Albania demonstrates how diaspora can become an economy's lifeline. Since communism's collapse in 1991, over 800,000 Albanians—more than a third of the population—have emigrated, primarily to Italy and Greece. This exodus created a biological feedback loop: emigrants send money home, and remittances peaked at 18% of GDP before settling to 9.4% by 2021. The pattern mirrors salmon returning nutrients upstream—value flows back even as bodies move away.
Geography both isolated and connected Albania. With 76% of its territory covered by mountains including the Albanian Alps reaching 2,764 meters, internal development was historically constrained. Yet the Adriatic and Ionian coastlines place Albania just 72 km from Italy, making it a natural gateway between Western Europe and the Balkans. This edge position explains the country's unusual export mix: ferroalloys ($450M), footwear parts ($323M), electricity from hydropower ($287M), and crude petroleum ($280M).

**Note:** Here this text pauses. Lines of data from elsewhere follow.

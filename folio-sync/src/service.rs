//! The content sync service: load, seed and replace collections, and read or
//! patch the singleton sections.
//!
//! # Write flow
//!
//! `replace_all` builds one batch (`DeleteAll` followed by one `Insert` per
//! record), commits it, then invalidates every route that shows the
//! collection. Nothing is invalidated when the commit fails.
//!
//! # Seeding
//!
//! Defaults are committed behind a `RequireEmpty` precondition and singleton
//! defaults go through `merge_absent`, so the emptiness check happens inside
//! the store. A replace or patch that lands between a load's read and its
//! seed always wins over the defaults.

use std::path::Path;
use std::sync::Arc;

use serde::{Deserialize, Serialize};

use folio_core::config::{FolioConfig, SeedPolicy};
use folio_core::content::{self, Content, Singleton};
use folio_core::error::StoreError;
use folio_core::store::{Document, DocumentStore, FileStore, WriteBatch};
use folio_core::types::{
    ContentKind, HomePageContent, HomePagePatch, PortfolioItem, PricingPlan, Service, Stored,
    WhyChooseUsContent, WhyChooseUsPatch,
};
use folio_renderer::Invalidator;

use crate::SyncError;

/// Invalidator for callers with no page cache.
#[derive(Debug, Default, Clone, Copy)]
pub struct NoopInvalidator;

impl Invalidator for NoopInvalidator {
    fn invalidate(&self, _route: &str) {}
}

/// Result of a successful [`ContentSync::replace_all`].
#[derive(Debug, Clone, Copy, PartialEq, Eq, Serialize, Deserialize)]
pub struct ReplaceOutcome {
    pub kind: ContentKind,
    pub removed: usize,
    pub inserted: usize,
}

/// Content sync service shared by the CLI and the daemon.
///
/// Holds no content state of its own; every call is one unit of work
/// against the store.
pub struct ContentSync {
    store: Arc<dyn DocumentStore>,
    invalidator: Arc<dyn Invalidator>,
    seed_policy: SeedPolicy,
}

impl ContentSync {
    pub fn new(store: Arc<dyn DocumentStore>, invalidator: Arc<dyn Invalidator>) -> Self {
        ContentSync {
            store,
            invalidator,
            seed_policy: SeedPolicy::default(),
        }
    }

    /// Service over the [`FileStore`] named by `config`.
    pub fn open(home: &Path, config: &FolioConfig, invalidator: Arc<dyn Invalidator>) -> Self {
        let store = FileStore::open(config.store_dir_at(home));
        ContentSync::new(Arc::new(store), invalidator).with_seed_policy(config.seed_policy)
    }

    pub fn with_seed_policy(mut self, policy: SeedPolicy) -> Self {
        self.seed_policy = policy;
        self
    }

    pub fn seed_policy(&self) -> SeedPolicy {
        self.seed_policy
    }

    // -----------------------------------------------------------------------
    // Collections
    // -----------------------------------------------------------------------

    /// Current records of `T`'s collection in creation order, seeding the
    /// defaults first when the collection is empty and the policy allows it.
    /// Store failures are logged and yield an empty list.
    pub fn load<T: Content>(&self) -> Vec<Stored<T>> {
        self.try_load::<T>().unwrap_or_else(|err| {
            tracing::error!("failed to load {}: {err}", T::KIND);
            Vec::new()
        })
    }

    /// [`ContentSync::load`] that reports store failures.
    pub fn try_load<T: Content>(&self) -> Result<Vec<Stored<T>>, SyncError> {
        let docs = self.store.query_ordered(T::KIND.collection())?;
        if !docs.is_empty() || self.seed_policy == SeedPolicy::Explicit {
            return Ok(decode_all(&docs));
        }
        self.seed_defaults::<T>()?;
        let docs = self.store.query_ordered(T::KIND.collection())?;
        Ok(decode_all(&docs))
    }

    /// Current records without seeding, whatever the policy.
    pub fn read<T: Content>(&self) -> Result<Vec<Stored<T>>, SyncError> {
        let docs = self.store.query_ordered(T::KIND.collection())?;
        Ok(decode_all(&docs))
    }

    /// Write the default records if the collection is empty.
    /// Returns whether anything was written.
    pub fn seed<T: Content>(&self) -> Result<bool, SyncError> {
        let seeded = self.seed_defaults::<T>()?;
        if seeded {
            self.invalidate_routes(&T::KIND.routes());
        }
        Ok(seeded)
    }

    // Seeding from a load needs no invalidation: nothing could have rendered
    // the collection's content before it existed.
    fn seed_defaults<T: Content>(&self) -> Result<bool, SyncError> {
        let mut batch = WriteBatch::new();
        batch.require_empty();
        for item in T::defaults() {
            batch.insert(encode(&item)?);
        }
        match self.store.commit(T::KIND.collection(), batch) {
            Ok(receipt) => {
                tracing::info!("seeded {} with {} default records", T::KIND, receipt.inserted.len());
                Ok(true)
            }
            Err(StoreError::NotEmpty { .. }) => {
                tracing::debug!("{} already has records, not seeding", T::KIND);
                Ok(false)
            }
            Err(err) => Err(err.into()),
        }
    }

    /// Seed every collection and both singletons. Returns the collections
    /// that were empty and got their defaults.
    pub fn seed_all(&self) -> Result<Vec<ContentKind>, SyncError> {
        let mut seeded = Vec::new();
        if self.seed::<PortfolioItem>()? {
            seeded.push(ContentKind::Portfolio);
        }
        if self.seed::<PricingPlan>()? {
            seeded.push(ContentKind::Pricing);
        }
        if self.seed::<Service>()? {
            seeded.push(ContentKind::Services);
        }
        self.seed_singleton::<HomePageContent>()?;
        self.seed_singleton::<WhyChooseUsContent>()?;
        Ok(seeded)
    }

    /// Discard every record of `T`'s collection and store `items` in their
    /// place, in order, as one atomic batch.
    pub fn replace_all<T: Content>(&self, items: &[T]) -> Result<ReplaceOutcome, SyncError> {
        let mut batch = WriteBatch::new();
        batch.delete_all();
        for item in items {
            batch.insert(encode(item)?);
        }

        let receipt = self.store.commit(T::KIND.collection(), batch)?;
        self.invalidate_routes(&T::KIND.routes());

        let outcome = ReplaceOutcome {
            kind: T::KIND,
            removed: receipt.deleted,
            inserted: receipt.inserted.len(),
        };
        tracing::info!(
            "replaced {}: {} removed, {} inserted",
            outcome.kind,
            outcome.removed,
            outcome.inserted
        );
        Ok(outcome)
    }

    // -----------------------------------------------------------------------
    // Singletons
    // -----------------------------------------------------------------------

    /// Read a singleton, writing its defaults first when it was never stored
    /// (unless the seed policy is explicit).
    pub fn try_load_singleton<S: Singleton>(&self) -> Result<S, SyncError> {
        if let Some(fields) = self.store.get(&S::PATH)? {
            return Ok(S::decode(&fields));
        }
        if self.seed_policy == SeedPolicy::Explicit {
            return Ok(S::default_content());
        }
        self.seed_singleton::<S>()?;
        // A patch may have landed first; its fields outrank the defaults.
        Ok(self
            .store
            .get(&S::PATH)?
            .map(|fields| S::decode(&fields))
            .unwrap_or_else(S::default_content))
    }

    /// [`ContentSync::try_load_singleton`] that logs failures and yields `None`.
    pub fn load_singleton<S: Singleton>(&self) -> Option<S> {
        self.try_load_singleton::<S>()
            .map_err(|err| tracing::error!("failed to load {}: {err}", S::PATH))
            .ok()
    }

    /// Merge the supplied fields of `patch` into the stored document; fields
    /// the patch leaves out are untouched.
    pub fn update_singleton<S: Singleton>(&self, patch: &S::Patch) -> Result<(), SyncError> {
        let fields = S::patch_fields(patch).map_err(|source| SyncError::Input {
            what: format!("{} patch", S::PATH),
            source,
        })?;
        let keys: Vec<String> = fields.keys().cloned().collect();
        self.store.merge(&S::PATH, fields)?;
        self.invalidate_routes(S::ROUTES);
        tracing::info!("updated {} ({})", S::PATH, keys.join(", "));
        Ok(())
    }

    /// Fill in whichever default fields the stored document lacks.
    fn seed_singleton<S: Singleton>(&self) -> Result<(), SyncError> {
        let fields = content::to_fields(&S::default_content()).map_err(|source| {
            SyncError::Input { what: format!("{} defaults", S::PATH), source }
        })?;
        if self.store.merge_absent(&S::PATH, fields)? {
            tracing::info!("seeded {}", S::PATH);
        }
        Ok(())
    }

    pub fn load_home(&self) -> Option<HomePageContent> {
        self.load_singleton::<HomePageContent>()
    }

    pub fn update_home(&self, patch: &HomePagePatch) -> Result<(), SyncError> {
        self.update_singleton::<HomePageContent>(patch)
    }

    pub fn load_why_choose_us(&self) -> Option<WhyChooseUsContent> {
        self.load_singleton::<WhyChooseUsContent>()
    }

    pub fn update_why_choose_us(&self, patch: &WhyChooseUsPatch) -> Result<(), SyncError> {
        self.update_singleton::<WhyChooseUsContent>(patch)
    }

    fn invalidate_routes(&self, routes: &[&str]) {
        for route in routes {
            self.invalidator.invalidate(route);
        }
    }
}

fn encode<T: Content>(item: &T) -> Result<folio_core::store::Fields, SyncError> {
    item.encode().map_err(|source| SyncError::Encode { kind: T::KIND, source })
}

/// Decode documents in order, skipping any whose fields do not fit `T`.
fn decode_all<T: Content>(docs: &[Document]) -> Vec<Stored<T>> {
    docs.iter()
        .filter_map(|doc| match content::to_stored::<T>(doc) {
            Ok(stored) => Some(stored),
            Err(err) => {
                tracing::warn!("skipping {} document {}: {err}", T::KIND, doc.id);
                None
            }
        })
        .collect()
}

// ---------------------------------------------------------------------------
// Unit tests
// ---------------------------------------------------------------------------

Albania's economy shows the characteristics of a transitional ecosystem. GDP grew 3.4% in early 2025, driven by construction, real estate, and tourism rather than manufacturing. Italy absorbs $1.75 billion of Albania's $4.3 billion in exports—a dependency that creates both opportunity and vulnerability. The country ranks 77th in economic complexity, having become relatively less complex over the past two decades as specialization narrowed.
EU accession talks opened in October 2024, representing a potential phase transition. If successful, Albania would gain access to larger markets and capital flows, but would also face competitive pressure on its protected niches. The next decade will test whether the country can convert its geographic position and diaspora connections into sustained development, or remain a source economy exporting people and raw materials to more complex neighbors.